/---

use kf_catalog::FieldRef;
use kf_schemas::{Client, CustomValue, Spec};

/// A field's current value as seen by rule evaluation.
#[derive(Debug, Clone, PartialEq)]
pub enum FieldValue {
    Text(String),
    Number(f64),
    List(Vec<String>),
    /// Custom field with no stored value, or an unspecified port count.
    Absent,
}

impl FieldValue {
    fn text(s: &str) -> Self {
        FieldValue::Text(s.to_string())
    }

    fn count(n: Option<u32>) -> Self {
        n.map(|n| FieldValue::Number(n as f64))
            .unwrap_or(FieldValue::Absent)
    }

    fn yes_no(b: bool) -> Self {
        FieldValue::text(if b { "Yes" } else { "No" })
    }

    /// Text rendering used for conditions and messages.
    pub fn render(&self) -> String {
        match self {
            FieldValue::Text(s) => s.clone(),
            FieldValue::Number(n) => n.to_string(),
            FieldValue::List(items) => items.join(", "),
            FieldValue::Absent => String::new(),
        }
    }

    pub fn as_number(&self) -> Option<f64> {
        match self {
            FieldValue::Number(n) => Some(*n),
            FieldValue::Text(s) => s.trim().parse::<f64>().ok(),
            FieldValue::List(_) | FieldValue::Absent => None,
        }
    }

    /// List view: lists as-is, comma-separated text split and trimmed.
    pub fn as_list(&self) -> Vec<String> {
        match self {
            FieldValue::List(items) => items.clone(),
            FieldValue::Text(s) => s
                .split(',')
                .map(|p| p.trim())
                .filter(|p| !p.is_empty())
                .map(str::to_string)
                .collect(),
            FieldValue::Number(n) => vec![n.to_string()],
            FieldValue::Absent => Vec::new(),
        }
    }

    pub fn is_blank(&self) -> bool {
        match self {
            FieldValue::Text(s) => s.trim().is_empty(),
            FieldValue::Number(_) => false,
            FieldValue::List(items) => items.iter().all(|i| i.trim().is_empty()),
            FieldValue::Absent => true,
        }
    }
}

pub fn resolve(field: &FieldRef, spec: &Spec, client: &Client) -> FieldValue {
    use FieldRef as F;
    let x = &spec.extended;
    match field {
        F::ClientName => FieldValue::text(&client.client_name),
        F::Company => FieldValue::text(&client.company),
        F::Email => FieldValue::text(&client.email),
        F::DisplayBrand => FieldValue::text(&spec.display_brand),
        F::Size => FieldValue::text(&spec.size),
        F::Resolution => FieldValue::text(&spec.resolution),
        F::Brightness => FieldValue::Number(spec.brightness as f64),
        F::Contrast => FieldValue::Number(spec.contrast as f64),
        F::CpuRam => FieldValue::text(&spec.cpu_ram),
        F::Os => FieldValue::text(&spec.os),
        F::HasTouch => FieldValue::text(spec.has_touch.as_str()),
        F::TouchType => FieldValue::text(&spec.touch_type),
        F::EnclosureType => FieldValue::text(&spec.enclosure_type),
        F::Color => FieldValue::text(&spec.color),
        F::LabelsProvided => FieldValue::text(spec.labels_provided.as_str()),
        F::ManualProvided => FieldValue::text(spec.manual_provided.as_str()),
        F::ProofBeforeShip => FieldValue::text(spec.proof_before_ship.as_str()),
        F::VisualProof => FieldValue::text(spec.visual_proof.as_str()),
        F::Packaging => FieldValue::text(&spec.packaging),
        F::Certifications => FieldValue::text(&spec.certifications),
        F::OriginCountry => FieldValue::text(&spec.origin_country),
        F::CanadianWireColors => FieldValue::text(spec.canadian_wire_colors.as_str()),
        F::NoSubstitutions => FieldValue::text(spec.no_substitutions.as_str()),
        F::WarrantyYears => FieldValue::Number(spec.warranty_years as f64),
        F::Peripherals => FieldValue::List(spec.peripherals.clone()),
        F::ExtScreenSize => FieldValue::text(&x.screen_size),
        F::ExtPanelBrandTier => FieldValue::text(&x.panel_brand_tier),
        F::ExtBrightnessTier => FieldValue::text(&x.brightness_tier),
        F::ExtTouchTech => FieldValue::text(&x.touch_tech),
        F::ExtTouchGlass => FieldValue::List(x.touch_glass.clone()),
        F::ExtOs => FieldValue::text(&x.os),
        F::ExtCpu => FieldValue::text(&x.cpu),
        F::ExtRam => FieldValue::text(&x.ram),
        F::ExtStorage => FieldValue::text(&x.storage),
        F::ExtGpuRequired => FieldValue::yes_no(x.gpu_required),
        F::ExtUsb2 => FieldValue::count(x.ports.usb2),
        F::ExtUsb3 => FieldValue::count(x.ports.usb3),
        F::ExtRj45 => FieldValue::count(x.ports.rj45),
        F::ExtHdmiIn => FieldValue::count(x.ports.hdmi_in),
        F::ExtHdmiOut => FieldValue::count(x.ports.hdmi_out),
        F::ExtSerial => FieldValue::count(x.ports.serial),
        F::ExtAudio => FieldValue::count(x.ports.audio),
        F::ExtPaymentId => FieldValue::List(x.peripherals.payment_id.clone()),
        F::ExtPrinting => FieldValue::List(x.peripherals.printing.clone()),
        F::ExtEnclosureMaterial => FieldValue::text(&x.enclosure.material),
        F::ExtIpRating => FieldValue::text(&x.enclosure.ip_rating),
        F::ExtSoftwareCms => FieldValue::text(&x.software.cms),
        F::ExtWarrantyYears => FieldValue::Number(x.warranty.years as f64),
        F::ExtShipping => FieldValue::text(&x.logistics.shipping),
        F::ExtCertifications => FieldValue::List(x.certifications.clone()),
        F::Custom(key) => match spec.custom.get(key) {
            Some(CustomValue::Text(s)) => FieldValue::Text(s.clone()),
            Some(CustomValue::Number(n)) => FieldValue::Number(*n),
            Some(CustomValue::YesNo(y)) => FieldValue::text(y.as_str()),
            None => FieldValue::Absent,
        },
    }
}

#[cfg(test)]
mod tests {
    use super::*;
    use kf_schemas::YesNo;

    #[test]
    fn resolves_flat_nested_and_custom_fields() {
        let mut spec = Spec::default();
        spec.brightness = 450;
        spec.extended.ports.hdmi_out = Some(2);
        spec.custom
            .insert("ada".to_string(), CustomValue::YesNo(YesNo::Yes));
        let client = Client {
            client_name: "Dana".to_string(),
            ..Client::default()
        };

        assert_eq!(
            resolve(&FieldRef::Brightness, &spec, &client),
            FieldValue::Number(450.0)
        );
        assert_eq!(
            resolve(&FieldRef::ExtHdmiOut, &spec, &client),
            FieldValue::Number(2.0)
        );
        assert_eq!(
            resolve(&FieldRef::ExtUsb2, &spec, &client),
            FieldValue::Absent
        );
        assert_eq!(
            resolve(&FieldRef::Custom("ada".to_string()), &spec, &client).render(),
            "Yes"
        );
        assert_eq!(
            resolve(&FieldRef::ClientName, &spec, &client).render(),
            "Dana"
        );
    }

    #[test]
    fn text_lists_split_on_commas() {
        let v = FieldValue::Text("FCC, CE,UL ".to_string());
        assert_eq!(v.as_list(), vec!["FCC", "CE", "UL"]);
        assert!(FieldValue::Text("  ".to_string()).is_blank());
        assert!(FieldValue::Absent.is_blank());
    }
}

\---

▶ **Problem statement**
Within the listing above, find every line containing the string "extended" and return it.

▶ **Task response**
    let x = &spec.extended;
        spec.extended.ports.hdmi_out = Some(2);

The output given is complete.